What lines below contain the string "BufReader"? List them all.

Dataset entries
================

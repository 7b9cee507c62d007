//! Server → client frames.
//!
//! Every frame the relay sends is an [`OutboundMessage`], encoded as
//! `{ "type": ..., "payload": ... }`. Clients switch on `type`.

use chrono::Utc;
use serde::{Deserialize, Serialize};

/// Fixed announcement broadcast ahead of every genesis event.
pub const GENESIS_ANNOUNCEMENT: &str = "Genesis Event initiated by Big Boss...";

/// Trigger name recorded in every [`GenesisPayload`].
pub const DEPLOY_TRIGGER: &str = "deploy_command";

/// Payload of a `GENESIS_EVENT` frame, also persisted as the event record
/// payload.
#[derive(Debug, Clone, PartialEq, Eq, Serialize, Deserialize)]
pub struct GenesisPayload {
    /// Unix epoch milliseconds at which the genesis was triggered.
    pub timestamp: i64,
    /// What triggered the genesis; always [`DEPLOY_TRIGGER`] today.
    pub trigger: String,
}

impl GenesisPayload {
    /// Builds a payload stamped with the current time.
    #[must_use]
    pub fn now() -> Self {
        Self {
            timestamp: Utc::now().timestamp_millis(),
            trigger: DEPLOY_TRIGGER.to_string(),
        }
    }
}

/// Tagged union of every frame the relay can send.
#[derive(Debug, Clone, PartialEq, Eq, Serialize, Deserialize)]
#[serde(tag = "type", content = "payload")]
pub enum OutboundMessage {
    /// Free-form text line for the client terminal.
    #[serde(rename = "SYSTEM_MESSAGE")]
    SystemMessage(String),
    /// Genesis notification, broadcast to every client on `/deploy`.
    #[serde(rename = "GENESIS_EVENT")]
    GenesisEvent(GenesisPayload),
}

impl OutboundMessage {
    /// Shorthand for a [`OutboundMessage::SystemMessage`].
    #[must_use]
    pub fn system(text: impl Into<String>) -> Self {
        Self::SystemMessage(text.into())
    }

    /// Returns the wire `type` discriminator.
    #[must_use]
    pub const fn type_str(&self) -> &'static str {
        match self {
            Self::SystemMessage(_) => "SYSTEM_MESSAGE",
            Self::GenesisEvent(_) => "GENESIS_EVENT",
        }
    }
}
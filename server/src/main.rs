use anyhow::Result;
use axum::Router;
use clap::Parser;
use std::net::SocketAddr;
use std::path::PathBuf;
use tokio::net::TcpListener;
use tracing_subscriber::{fmt, EnvFilter};
use wikisearch_server::build_app;

#[derive(Parser)]
struct Args {
    /// Index directory containing the partition files and docs.tsv
    #[arg(long, default_value = "./index")]
    index: PathBuf,
    /// Stopwords file, one term per line
    #[arg(long, default_value = "./stopwords.txt")]
    stopwords: PathBuf,
    /// Host to bind
    #[arg(long, default_value = "0.0.0.0")]
    host: String,
    /// Port to bind
    #[arg(long, default_value_t = 8080)]
    port: u16,
}

#[tokio::main]
async fn main() -> Result<()> {
    fmt().with_env_filter(EnvFilter::from_default_env()).init();
    let args = Args::parse();
    let app: Router = build_app(&args.index, &args.stopwords)?;

    let addr: SocketAddr = format!("{}:{}", args.host, args.port).parse()?;
    let listener = TcpListener::bind(addr).await?;
    tracing::info!(%addr, "server listening");
    axum::serve(listener, app).await?;
    Ok(())
}
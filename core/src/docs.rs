use crate::DocId;
use anyhow::{Context, Result};
use serde::{Deserialize, Serialize};
use std::collections::HashMap;
use std::fs::File;
use std::io::{BufRead, BufReader, BufWriter, Write};
use std::path::Path;

/// Display metadata stored next to the partition files. Used to build the
/// title index and to decorate ranked results; never consulted for scoring.
#[derive(Debug, Clone, Serialize, Deserialize)]
pub struct DocMeta {
    pub title: String,
    pub url: Option<String>,
    pub summary: String,
}

pub const DOCS_FILE: &str = "docs.tsv";

/// Write document metadata as one tab-separated line per document:
/// `doc_id \t title \t url \t summary`. Tabs and newlines inside fields are
/// flattened to spaces so the format stays line-oriented.
pub fn save_docs(index_dir: &Path, docs: &HashMap<DocId, DocMeta>) -> Result<()> {
    let path = index_dir.join(DOCS_FILE);
    let file = File::create(&path).with_context(|| format!("creating {}", path.display()))?;
    let mut out = BufWriter::new(file);
    let mut doc_ids: Vec<DocId> = docs.keys().copied().collect();
    doc_ids.sort_unstable();
    for doc_id in doc_ids {
        let meta = &docs[&doc_id];
        writeln!(
            out,
            "{}\t{}\t{}\t{}",
            doc_id,
            flatten(&meta.title),
            flatten(meta.url.as_deref().unwrap_or("")),
            flatten(&meta.summary),
        )
        .with_context(|| format!("writing {}", path.display()))?;
    }
    out.flush()
        .with_context(|| format!("flushing {}", path.display()))?;
    Ok(())
}

pub fn load_docs(index_dir: &Path) -> Result<HashMap<DocId, DocMeta>> {
    let path = index_dir.join(DOCS_FILE);
    let file = File::open(&path).with_context(|| format!("opening {}", path.display()))?;
    let mut docs = HashMap::new();
    for (line_no, line) in BufReader::new(file).lines().enumerate() {
        let line = line.with_context(|| format!("reading {}", path.display()))?;
        if line.is_empty() {
            continue;
        }
        let mut fields = line.splitn(4, '\t');
        let doc_id: DocId = fields
            .next()
            .unwrap_or("")
            .parse()
            .with_context(|| format!("{}:{}: bad doc_id", path.display(), line_no + 1))?;
        let title = fields
            .next()
            .with_context(|| format!("{}:{}: missing title", path.display(), line_no + 1))?;
        let url = fields.next().unwrap_or("");
        let summary = fields.next().unwrap_or("");
        docs.insert(
            doc_id,
            DocMeta {
                title: title.to_string(),
                url: if url.is_empty() {
                    None
                } else {
                    Some(url.to_string())
                },
                summary: summary.to_string(),
            },
        );
    }
    Ok(docs)
}

fn flatten(field: &str) -> String {
    field.replace(['\t', '\n', '\r'], " ")
}
use parking_lot::Mutex;
use serde::Serialize;
use std::collections::BTreeMap;
use std::time::Duration;

#[derive(Default)]
struct MetricsInner {
    total_searches: u64,
    cache_hits: u64,
    latency_total: Duration,
    last_latency: Duration,
    result_count_total: u64,
    result_counts: BTreeMap<usize, u64>,
}

/// Serving-path counters. Shared by every request thread; the mutex keeps
/// increments from racing. Cache hits count as searches too.
#[derive(Default)]
pub struct SearchMetrics {
    inner: Mutex<MetricsInner>,
}

/// Snapshot exposed on the stats endpoint.
#[derive(Debug, Clone, Serialize)]
pub struct Stats {
    pub total_searches: u64,
    pub cache_hits: u64,
    pub cache_hit_rate: f64,
    pub average_latency_ms: f64,
    pub last_latency_ms: f64,
    pub average_result_count: f64,
    /// How many searches returned each result count.
    pub result_count_distribution: BTreeMap<usize, u64>,
}

impl SearchMetrics {
    pub fn record_search(&self, latency: Duration, result_count: usize) {
        let mut inner = self.inner.lock();
        inner.total_searches += 1;
        inner.latency_total += latency;
        inner.last_latency = latency;
        inner.result_count_total += result_count as u64;
        *inner.result_counts.entry(result_count).or_insert(0) += 1;
    }

    pub fn record_cache_hit(&self) {
        self.inner.lock().cache_hits += 1;
    }

    pub fn stats(&self) -> Stats {
        let inner = self.inner.lock();
        let total = inner.total_searches;
        let divisor = total.max(1) as f64;
        Stats {
            total_searches: total,
            cache_hits: inner.cache_hits,
            cache_hit_rate: inner.cache_hits as f64 / divisor,
            average_latency_ms: inner.latency_total.as_secs_f64() * 1000.0 / divisor,
            last_latency_ms: inner.last_latency.as_secs_f64() * 1000.0,
            average_result_count: inner.result_count_total as f64 / divisor,
            result_count_distribution: inner.result_counts.clone(),
        }
    }
}
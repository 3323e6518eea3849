use anyhow::Result;
use axum::extract::{Path as UrlPath, Query, State};
use axum::http::StatusCode;
use axum::routing::get;
use axum::{Json, Router};
use serde::{Deserialize, Serialize};
use std::collections::HashMap;
use std::path::Path;
use std::sync::Arc;
use tower_http::cors::{Any, AllowOrigin, CorsLayer};
use wikisearch_core::docs::load_docs;
use wikisearch_core::engine::{EngineConfig, SearchEngine, SearchError};
use wikisearch_core::index::{Index, TitleIndex};
use wikisearch_core::tokenizer::Tokenizer;
use wikisearch_core::{DocId, DocMeta};

#[derive(Deserialize)]
pub struct SearchParams {
    pub q: String,
    #[serde(default = "default_k")]
    pub k: usize,
    pub strict: Option<bool>,
}
fn default_k() -> usize {
    10
}

#[derive(Serialize)]
pub struct SearchResponse {
    pub query: String,
    pub took_s: f64,
    pub total_hits: usize,
    pub results: Vec<SearchHit>,
}

#[derive(Serialize)]
pub struct SearchHit {
    pub doc_id: DocId,
    pub score: f32,
    pub title: Option<String>,
    pub url: Option<String>,
    pub summary: Option<String>,
}

#[derive(Clone)]
pub struct AppState {
    pub engine: Arc<SearchEngine>,
    pub docs: Arc<HashMap<DocId, DocMeta>>,
}

/// Load the index and document metadata, then assemble the router. The engine
/// goes into axum state as a shared read-only value; loading happens here,
/// once, never from a request handler.
pub fn build_app(index_dir: &Path, stopwords_path: &Path) -> Result<Router> {
    let index = Index::load(index_dir, stopwords_path)?;
    let docs = load_docs(index_dir)?;
    let tokenizer = Tokenizer::new(index.stopwords.clone());
    let title_index = TitleIndex::build(&docs, &tokenizer);
    tracing::info!(
        terms = index.term_count(),
        docs = docs.len(),
        title_terms = title_index.term_count(),
        "search engine ready"
    );

    let engine = SearchEngine::new(index, title_index, EngineConfig::default());
    let state = AppState {
        engine: Arc::new(engine),
        docs: Arc::new(docs),
    };

    // CORS: read CORS_ALLOW_ORIGIN (comma-separated) or allow Any by default
    let cors = match std::env::var("CORS_ALLOW_ORIGIN") {
        Ok(val) => {
            let origins: Vec<_> = val.split(',').filter_map(|s| s.trim().parse().ok()).collect();
            if origins.is_empty() {
                CorsLayer::new().allow_origin(Any).allow_methods(Any).allow_headers(Any)
            } else {
                CorsLayer::new()
                    .allow_origin(AllowOrigin::list(origins))
                    .allow_methods(Any)
                    .allow_headers(Any)
            }
        }
        Err(_) => CorsLayer::new().allow_origin(Any).allow_methods(Any).allow_headers(Any),
    };

    let app = Router::new()
        .route("/health", get(|| async { "ok" }))
        .route("/api/v1/search", get(search_handler))
        .route("/api/v1/word/:term", get(word_handler))
        .route("/api/v1/doc/:doc_id", get(doc_handler))
        .route("/api/v1/stats", get(stats_handler))
        .with_state(state)
        .layer(cors);
    Ok(app)
}

pub async fn search_handler(
    State(state): State<AppState>,
    Query(params): Query<SearchParams>,
) -> Result<Json<SearchResponse>, (StatusCode, String)> {
    let start = std::time::Instant::now();
    let strict = params
        .strict
        .unwrap_or(state.engine.config().default_strict);

    let ranked = state
        .engine
        .search(&params.q, params.k, strict)
        .map_err(|err| match err {
            SearchError::InvalidLimit(_) => (StatusCode::BAD_REQUEST, err.to_string()),
        })?;

    let results = ranked
        .into_iter()
        .map(|(doc_id, score)| {
            let meta = state.docs.get(&doc_id);
            SearchHit {
                doc_id,
                score,
                title: meta.map(|m| m.title.clone()),
                url: meta.and_then(|m| m.url.clone()),
                summary: meta.map(|m| m.summary.clone()),
            }
        })
        .collect::<Vec<_>>();

    Ok(Json(SearchResponse {
        query: params.q,
        took_s: start.elapsed().as_secs_f64(),
        total_hits: results.len(),
        results,
    }))
}

pub async fn word_handler(
    State(state): State<AppState>,
    UrlPath(term): UrlPath<String>,
) -> Result<Json<serde_json::Value>, (StatusCode, Json<serde_json::Value>)> {
    match state.engine.index().entry(&term) {
        Some(entry) => Ok(Json(serde_json::json!({ "term": term, "entry": entry }))),
        None => Err((
            StatusCode::NOT_FOUND,
            Json(serde_json::json!({ "error": format!("term {term:?} not in index") })),
        )),
    }
}

pub async fn doc_handler(
    State(state): State<AppState>,
    UrlPath(doc_id): UrlPath<DocId>,
) -> Result<Json<serde_json::Value>, (StatusCode, Json<serde_json::Value>)> {
    match state.docs.get(&doc_id) {
        Some(meta) => Ok(Json(serde_json::json!({
            "doc_id": doc_id,
            "title": meta.title,
            "url": meta.url,
            "summary": meta.summary,
        }))),
        None => Err((
            StatusCode::NOT_FOUND,
            Json(serde_json::json!({ "error": format!("document {doc_id} not found") })),
        )),
    }
}

pub async fn stats_handler(State(state): State<AppState>) -> Json<serde_json::Value> {
    let stats = state.engine.metrics().stats();
    Json(serde_json::json!({
        "index": {
            "total_terms": state.engine.index().term_count(),
            "total_docs": state.engine.index().doc_count(),
        },
        "search": stats,
    }))
}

================

**Exercise response**:
use std::io::{BufRead, BufReader, BufWriter, Write};
    for (line_no, line) in BufReader::new(file).lines().enumerate() {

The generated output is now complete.